EXERCISE BRIEF: Retype each entry below exactly as it stands.
════════════════
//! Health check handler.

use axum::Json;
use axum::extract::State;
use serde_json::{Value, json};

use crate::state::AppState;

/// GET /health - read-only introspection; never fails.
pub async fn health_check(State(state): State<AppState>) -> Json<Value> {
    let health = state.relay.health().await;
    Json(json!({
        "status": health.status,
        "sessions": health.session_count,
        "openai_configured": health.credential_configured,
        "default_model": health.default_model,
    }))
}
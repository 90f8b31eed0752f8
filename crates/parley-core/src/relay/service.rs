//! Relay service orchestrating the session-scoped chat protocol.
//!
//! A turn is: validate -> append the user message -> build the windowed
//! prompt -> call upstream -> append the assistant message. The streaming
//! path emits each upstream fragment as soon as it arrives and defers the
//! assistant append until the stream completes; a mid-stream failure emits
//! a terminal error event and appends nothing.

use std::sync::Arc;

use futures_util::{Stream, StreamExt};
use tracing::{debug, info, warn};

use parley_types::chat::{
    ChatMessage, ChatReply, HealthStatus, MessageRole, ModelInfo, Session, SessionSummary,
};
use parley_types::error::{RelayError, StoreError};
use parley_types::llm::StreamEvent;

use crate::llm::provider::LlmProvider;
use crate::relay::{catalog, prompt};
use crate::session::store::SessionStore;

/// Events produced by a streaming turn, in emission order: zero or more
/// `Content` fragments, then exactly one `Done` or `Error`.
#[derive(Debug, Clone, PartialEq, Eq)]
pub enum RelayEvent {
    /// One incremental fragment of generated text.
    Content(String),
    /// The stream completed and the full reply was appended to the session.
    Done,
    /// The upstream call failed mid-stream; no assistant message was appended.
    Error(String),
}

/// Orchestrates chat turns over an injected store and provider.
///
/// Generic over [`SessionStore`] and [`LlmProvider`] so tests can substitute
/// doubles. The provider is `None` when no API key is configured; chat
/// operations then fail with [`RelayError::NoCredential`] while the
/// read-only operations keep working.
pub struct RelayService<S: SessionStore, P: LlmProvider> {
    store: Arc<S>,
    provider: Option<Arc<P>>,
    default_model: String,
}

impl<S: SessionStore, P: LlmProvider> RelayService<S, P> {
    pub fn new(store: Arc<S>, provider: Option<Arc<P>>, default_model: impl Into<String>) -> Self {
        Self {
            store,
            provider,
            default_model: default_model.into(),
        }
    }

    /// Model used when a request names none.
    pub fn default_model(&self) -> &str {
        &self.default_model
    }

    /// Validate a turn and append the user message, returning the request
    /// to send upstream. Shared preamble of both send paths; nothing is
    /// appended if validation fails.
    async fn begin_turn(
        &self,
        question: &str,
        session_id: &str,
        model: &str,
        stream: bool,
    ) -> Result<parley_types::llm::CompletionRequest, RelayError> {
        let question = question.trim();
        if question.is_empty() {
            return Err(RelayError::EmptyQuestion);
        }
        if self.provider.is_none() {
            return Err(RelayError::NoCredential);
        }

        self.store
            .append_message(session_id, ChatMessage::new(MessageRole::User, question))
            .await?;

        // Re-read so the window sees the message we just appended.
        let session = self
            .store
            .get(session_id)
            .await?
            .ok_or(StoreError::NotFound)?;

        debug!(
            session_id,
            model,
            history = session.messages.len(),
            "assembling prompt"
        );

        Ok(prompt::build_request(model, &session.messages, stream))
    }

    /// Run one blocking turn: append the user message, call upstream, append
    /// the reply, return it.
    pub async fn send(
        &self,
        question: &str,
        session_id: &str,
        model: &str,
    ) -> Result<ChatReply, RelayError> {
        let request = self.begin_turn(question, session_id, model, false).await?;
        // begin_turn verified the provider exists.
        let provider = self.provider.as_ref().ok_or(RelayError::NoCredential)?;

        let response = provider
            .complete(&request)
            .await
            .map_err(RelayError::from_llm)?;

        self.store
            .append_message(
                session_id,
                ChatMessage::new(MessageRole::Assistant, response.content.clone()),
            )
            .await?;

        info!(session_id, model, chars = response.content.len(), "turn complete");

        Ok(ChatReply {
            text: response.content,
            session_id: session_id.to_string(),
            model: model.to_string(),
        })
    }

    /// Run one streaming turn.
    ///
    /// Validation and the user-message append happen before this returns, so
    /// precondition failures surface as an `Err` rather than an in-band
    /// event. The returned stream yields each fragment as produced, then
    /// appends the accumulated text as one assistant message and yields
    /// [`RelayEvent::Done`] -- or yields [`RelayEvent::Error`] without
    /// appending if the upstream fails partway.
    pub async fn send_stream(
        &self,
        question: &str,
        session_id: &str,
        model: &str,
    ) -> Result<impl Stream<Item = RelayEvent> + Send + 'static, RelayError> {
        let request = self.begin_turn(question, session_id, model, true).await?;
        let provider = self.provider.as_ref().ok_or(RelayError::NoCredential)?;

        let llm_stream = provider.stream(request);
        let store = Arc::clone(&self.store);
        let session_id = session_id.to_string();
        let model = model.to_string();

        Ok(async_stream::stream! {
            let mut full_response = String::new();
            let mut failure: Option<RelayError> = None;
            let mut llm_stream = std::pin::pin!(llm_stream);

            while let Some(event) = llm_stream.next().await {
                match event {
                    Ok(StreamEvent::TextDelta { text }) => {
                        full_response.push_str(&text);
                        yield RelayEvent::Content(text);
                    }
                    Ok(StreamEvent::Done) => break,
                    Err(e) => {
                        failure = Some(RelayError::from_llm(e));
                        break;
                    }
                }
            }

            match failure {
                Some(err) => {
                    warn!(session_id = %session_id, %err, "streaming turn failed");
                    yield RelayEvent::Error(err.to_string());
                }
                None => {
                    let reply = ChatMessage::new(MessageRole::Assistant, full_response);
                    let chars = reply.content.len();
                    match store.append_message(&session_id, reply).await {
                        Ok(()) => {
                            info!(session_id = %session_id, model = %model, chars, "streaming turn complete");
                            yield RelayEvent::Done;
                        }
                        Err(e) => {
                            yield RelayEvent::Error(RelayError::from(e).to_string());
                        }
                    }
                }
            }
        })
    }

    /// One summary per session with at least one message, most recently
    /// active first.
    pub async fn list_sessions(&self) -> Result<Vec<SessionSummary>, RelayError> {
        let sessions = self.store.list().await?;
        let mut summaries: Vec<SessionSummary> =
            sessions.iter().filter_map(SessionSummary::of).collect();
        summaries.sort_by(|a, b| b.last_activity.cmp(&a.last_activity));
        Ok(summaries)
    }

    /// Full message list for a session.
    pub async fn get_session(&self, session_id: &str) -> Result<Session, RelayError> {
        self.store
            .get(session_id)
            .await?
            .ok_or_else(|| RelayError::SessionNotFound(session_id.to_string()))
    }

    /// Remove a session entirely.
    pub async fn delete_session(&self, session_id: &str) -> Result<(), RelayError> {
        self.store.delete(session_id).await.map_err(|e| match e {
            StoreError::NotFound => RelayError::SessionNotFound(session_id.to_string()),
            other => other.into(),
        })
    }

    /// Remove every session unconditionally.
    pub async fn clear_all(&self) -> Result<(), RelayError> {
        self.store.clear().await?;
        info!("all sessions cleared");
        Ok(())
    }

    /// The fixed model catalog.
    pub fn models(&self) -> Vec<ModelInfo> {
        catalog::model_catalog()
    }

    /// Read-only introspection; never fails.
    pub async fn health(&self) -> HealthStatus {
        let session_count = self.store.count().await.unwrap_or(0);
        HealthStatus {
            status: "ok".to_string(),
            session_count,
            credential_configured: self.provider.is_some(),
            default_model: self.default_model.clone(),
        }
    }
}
════════════════
RESULT FOR THIS EXERCISE:
//! Health check handler.

use axum::Json;
use axum::extract::State;
use serde_json::{Value, json};

use crate::state::AppState;

/// GET /health - read-only introspection; never fails.
pub async fn health_check(State(state): State<AppState>) -> Json<Value> {
    let health = state.relay.health().await;
    Json(json!({
        "status": health.status,
        "sessions": health.session_count,
        "openai_configured": health.credential_configured,
        "default_model": health.default_model,
    }))
}
repository 90f8b31eed0752f8
filename crates/parley-core/src/relay/service.rs
//! Relay service orchestrating the session-scoped chat protocol.
//!
//! A turn is: validate -> append the user message -> build the windowed
//! prompt -> call upstream -> append the assistant message. The streaming
//! path emits each upstream fragment as soon as it arrives and defers the
//! assistant append until the stream completes; a mid-stream failure emits
//! a terminal error event and appends nothing.

use std::sync::Arc;

use futures_util::{Stream, StreamExt};
use tracing::{debug, info, warn};

use parley_types::chat::{
    ChatMessage, ChatReply, HealthStatus, MessageRole, ModelInfo, Session, SessionSummary,
};
use parley_types::error::{RelayError, StoreError};
use parley_types::llm::StreamEvent;

use crate::llm::provider::LlmProvider;
use crate::relay::{catalog, prompt};
use crate::session::store::SessionStore;

/// Events produced by a streaming turn, in emission order: zero or more
/// `Content` fragments, then exactly one `Done` or `Error`.
#[derive(Debug, Clone, PartialEq, Eq)]
pub enum RelayEvent {
    /// One incremental fragment of generated text.
    Content(String),
    /// The stream completed and the full reply was appended to the session.
    Done,
    /// The upstream call failed mid-stream; no assistant message was appended.
    Error(String),
}

/// Orchestrates chat turns over an injected store and provider.
///
/// Generic over [`SessionStore`] and [`LlmProvider`] so tests can substitute
/// doubles. The provider is `None` when no API key is configured; chat
/// operations then fail with [`RelayError::NoCredential`] while the
/// read-only operations keep working.
pub struct RelayService<S: SessionStore, P: LlmProvider> {
    store: Arc<S>,
    provider: Option<Arc<P>>,
    default_model: String,
}

impl<S: SessionStore, P: LlmProvider> RelayService<S, P> {
    pub fn new(store: Arc<S>, provider: Option<Arc<P>>, default_model: impl Into<String>) -> Self {
        Self {
            store,
            provider,
            default_model: default_model.into(),
        }
    }

    /// Model used when a request names none.
    pub fn default_model(&self) -> &str {
        &self.default_model
    }

    /// Validate a turn and append the user message, returning the request
    /// to send upstream. Shared preamble of both send paths; nothing is
    /// appended if validation fails.
    async fn begin_turn(
        &self,
        question: &str,
        session_id: &str,
        model: &str,
        stream: bool,
    ) -> Result<parley_types::llm::CompletionRequest, RelayError> {
        let question = question.trim();
        if question.is_empty() {
            return Err(RelayError::EmptyQuestion);
        }
        if self.provider.is_none() {
            return Err(RelayError::NoCredential);
        }

        self.store
            .append_message(session_id, ChatMessage::new(MessageRole::User, question))
            .await?;

        // Re-read so the window sees the message we just appended.
        let session = self
            .store
            .get(session_id)
            .await?
            .ok_or(StoreError::NotFound)?;

        debug!(
            session_id,
            model,
            history = session.messages.len(),
            "assembling prompt"
        );

        Ok(prompt::build_request(model, &session.messages, stream))
    }

    /// Run one blocking turn: append the user message, call upstream, append
    /// the reply, return it.
    pub async fn send(
        &self,
        question: &str,
        session_id: &str,
        model: &str,
    ) -> Result<ChatReply, RelayError> {
        let request = self.begin_turn(question, session_id, model, false).await?;
        // begin_turn verified the provider exists.
        let provider = self.provider.as_ref().ok_or(RelayError::NoCredential)?;

        let response = provider
            .complete(&request)
            .await
            .map_err(RelayError::from_llm)?;

        self.store
            .append_message(
                session_id,
                ChatMessage::new(MessageRole::Assistant, response.content.clone()),
            )
            .await?;

        info!(session_id, model, chars = response.content.len(), "turn complete");

        Ok(ChatReply {
            text: response.content,
            session_id: session_id.to_string(),
            model: model.to_string(),
        })
    }

    /// Run one streaming turn.
    ///
    /// Validation and the user-message append happen before this returns, so
    /// precondition failures surface as an `Err` rather than an in-band
    /// event. The returned stream yields each fragment as produced, then
    /// appends the accumulated text as one assistant message and yields
    /// [`RelayEvent::Done`] -- or yields [`RelayEvent::Error`] without
    /// appending if the upstream fails partway.
    pub async fn send_stream(
        &self,
        question: &str,
        session_id: &str,
        model: &str,
    ) -> Result<impl Stream<Item = RelayEvent> + Send + 'static, RelayError> {
        let request = self.begin_turn(question, session_id, model, true).await?;
        let provider = self.provider.as_ref().ok_or(RelayError::NoCredential)?;

        let llm_stream = provider.stream(request);
        let store = Arc::clone(&self.store);
        let session_id = session_id.to_string();
        let model = model.to_string();

        Ok(async_stream::stream! {
            let mut full_response = String::new();
            let mut failure: Option<RelayError> = None;
            let mut llm_stream = std::pin::pin!(llm_stream);

            while let Some(event) = llm_stream.next().await {
                match event {
                    Ok(StreamEvent::TextDelta { text }) => {
                        full_response.push_str(&text);
                        yield RelayEvent::Content(text);
                    }
                    Ok(StreamEvent::Done) => break,
                    Err(e) => {
                        failure = Some(RelayError::from_llm(e));
                        break;
                    }
                }
            }

            match failure {
                Some(err) => {
                    warn!(session_id = %session_id, %err, "streaming turn failed");
                    yield RelayEvent::Error(err.to_string());
                }
                None => {
                    let reply = ChatMessage::new(MessageRole::Assistant, full_response);
                    let chars = reply.content.len();
                    match store.append_message(&session_id, reply).await {
                        Ok(()) => {
                            info!(session_id = %session_id, model = %model, chars, "streaming turn complete");
                            yield RelayEvent::Done;
                        }
                        Err(e) => {
                            yield RelayEvent::Error(RelayError::from(e).to_string());
                        }
                    }
                }
            }
        })
    }

    /// One summary per session with at least one message, most recently
    /// active first.
    pub async fn list_sessions(&self) -> Result<Vec<SessionSummary>, RelayError> {
        let sessions = self.store.list().await?;
        let mut summaries: Vec<SessionSummary> =
            sessions.iter().filter_map(SessionSummary::of).collect();
        summaries.sort_by(|a, b| b.last_activity.cmp(&a.last_activity));
        Ok(summaries)
    }

    /// Full message list for a session.
    pub async fn get_session(&self, session_id: &str) -> Result<Session, RelayError> {
        self.store
            .get(session_id)
            .await?
            .ok_or_else(|| RelayError::SessionNotFound(session_id.to_string()))
    }

    /// Remove a session entirely.
    pub async fn delete_session(&self, session_id: &str) -> Result<(), RelayError> {
        self.store.delete(session_id).await.map_err(|e| match e {
            StoreError::NotFound => RelayError::SessionNotFound(session_id.to_string()),
            other => other.into(),
        })
    }

    /// Remove every session unconditionally.
    pub async fn clear_all(&self) -> Result<(), RelayError> {
        self.store.clear().await?;
        info!("all sessions cleared");
        Ok(())
    }

    /// The fixed model catalog.
    pub fn models(&self) -> Vec<ModelInfo> {
        catalog::model_catalog()
    }

    /// Read-only introspection; never fails.
    pub async fn health(&self) -> HealthStatus {
        let session_count = self.store.count().await.unwrap_or(0);
        HealthStatus {
            status: "ok".to_string(),
            session_count,
            credential_configured: self.provider.is_some(),
            default_model: self.default_model.clone(),
        }
    }
}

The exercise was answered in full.